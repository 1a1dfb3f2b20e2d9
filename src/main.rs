use std::path::{Path, PathBuf};

use clap::{Parser, Subcommand};
use sauce_agent::AppError;
use sauce_agent::app::commands::browsers::{self, CatalogSource};
use sauce_agent::app::commands::preview::{self, TunnelDecision};

#[derive(Parser)]
#[command(name = "sauce-agent")]
#[command(version)]
#[command(
    about = "Inspect Sauce OnDemand build-feature provisioning",
    long_about = None
)]
struct Cli {
    #[command(subcommand)]
    command: Commands,
}

#[derive(Subcommand)]
enum Commands {
    /// Derive the session environment a sauce feature file would produce
    #[clap(visible_alias = "p")]
    Preview {
        /// TOML file with one or more [[feature]] parameter tables
        file: PathBuf,
    },
    /// List the browser catalog
    #[clap(visible_alias = "b")]
    Browsers {
        /// Fetch the live listing from the Sauce REST API
        #[arg(long)]
        remote: bool,
        /// Custom listing endpoint (implies --remote)
        #[arg(long)]
        endpoint: Option<String>,
    },
}

fn main() {
    tracing_subscriber::fmt()
        .with_env_filter(tracing_subscriber::EnvFilter::from_default_env())
        .init();

    let cli = Cli::parse();

    let result: Result<(), AppError> = match cli.command {
        Commands::Preview { file } => run_preview(&file),
        Commands::Browsers { remote, endpoint } => run_browsers(remote, endpoint.as_deref()),
    };

    if let Err(e) = result {
        eprintln!("Error: {}", e);
        std::process::exit(1);
    }
}

fn run_preview(file: &Path) -> Result<(), AppError> {
    let report = preview::execute(file)?;

    for warning in &report.warnings {
        println!("warning: {warning}");
    }
    for (key, value) in &report.environment {
        println!("{key}={value}");
    }
    for decision in &report.tunnels {
        match decision {
            TunnelDecision::Disabled => println!("Sauce Connect: disabled"),
            TunnelDecision::Start { username, port } => {
                println!("Sauce Connect: would start on port {port} (plan '{username}')");
            }
            TunnelDecision::Blocked { details } => {
                println!("Sauce Connect: blocked: {details}");
            }
        }
    }
    Ok(())
}

fn run_browsers(remote: bool, endpoint: Option<&str>) -> Result<(), AppError> {
    let source = if remote || endpoint.is_some() {
        CatalogSource::Remote { endpoint }
    } else {
        CatalogSource::Embedded
    };

    for row in browsers::execute(source)? {
        println!("{}\t{}\t{}\t{}", row.key, row.spec.os, row.spec.browser, row.spec.version);
    }
    Ok(())
}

• **Action item**: The required result is an identical copy of the records above.

• **Answer to the problem**:
repository 1a1dfb3f2b20e2d9
filename src/main.rs
use std::path::{Path, PathBuf};

use clap::{Parser, Subcommand};
use sauce_agent::AppError;
use sauce_agent::app::commands::browsers::{self, CatalogSource};
use sauce_agent::app::commands::preview::{self, TunnelDecision};

#[derive(Parser)]
#[command(name = "sauce-agent")]
#[command(version)]
#[command(
    about = "Inspect Sauce OnDemand build-feature provisioning",
    long_about = None
)]
struct Cli {
    #[command(subcommand)]
    command: Commands,
}

#[derive(Subcommand)]
enum Commands {
    /// Derive the session environment a sauce feature file would produce
    #[clap(visible_alias = "p")]
    Preview {
        /// TOML file with one or more [[feature]] parameter tables
        file: PathBuf,
    },
    /// List the browser catalog
    #[clap(visible_alias = "b")]
    Browsers {
        /// Fetch the live listing from the Sauce REST API
        #[arg(long)]
        remote: bool,
        /// Custom listing endpoint (implies --remote)
        #[arg(long)]
        endpoint: Option<String>,
    },
}

fn main() {
    tracing_subscriber::fmt()
        .with_env_filter(tracing_subscriber::EnvFilter::from_default_env())
        .init();

    let cli = Cli::parse();

    let result: Result<(), AppError> = match cli.command {
        Commands::Preview { file } => run_preview(&file),
        Commands::Browsers { remote, endpoint } => run_browsers(remote, endpoint.as_deref()),
    };

    if let Err(e) = result {
        eprintln!("Error: {}", e);
        std::process::exit(1);
    }
}

fn run_preview(file: &Path) -> Result<(), AppError> {
    let report = preview::execute(file)?;

    for warning in &report.warnings {
        println!("warning: {warning}");
    }
    for (key, value) in &report.environment {
        println!("{key}={value}");
    }
    for decision in &report.tunnels {
        match decision {
            TunnelDecision::Disabled => println!("Sauce Connect: disabled"),
            TunnelDecision::Start { username, port } => {
                println!("Sauce Connect: would start on port {port} (plan '{username}')");
            }
            TunnelDecision::Blocked { details } => {
                println!("Sauce Connect: blocked: {details}");
            }
        }
    }
    Ok(())
}

fn run_browsers(remote: bool, endpoint: Option<&str>) -> Result<(), AppError> {
    let source = if remote || endpoint.is_some() {
        CatalogSource::Remote { endpoint }
    } else {
        CatalogSource::Embedded
    };

    for row in browsers::execute(source)? {
        println!("{}\t{}\t{}\t{}", row.key, row.spec.os, row.spec.browser, row.spec.version);
    }
    Ok(())
}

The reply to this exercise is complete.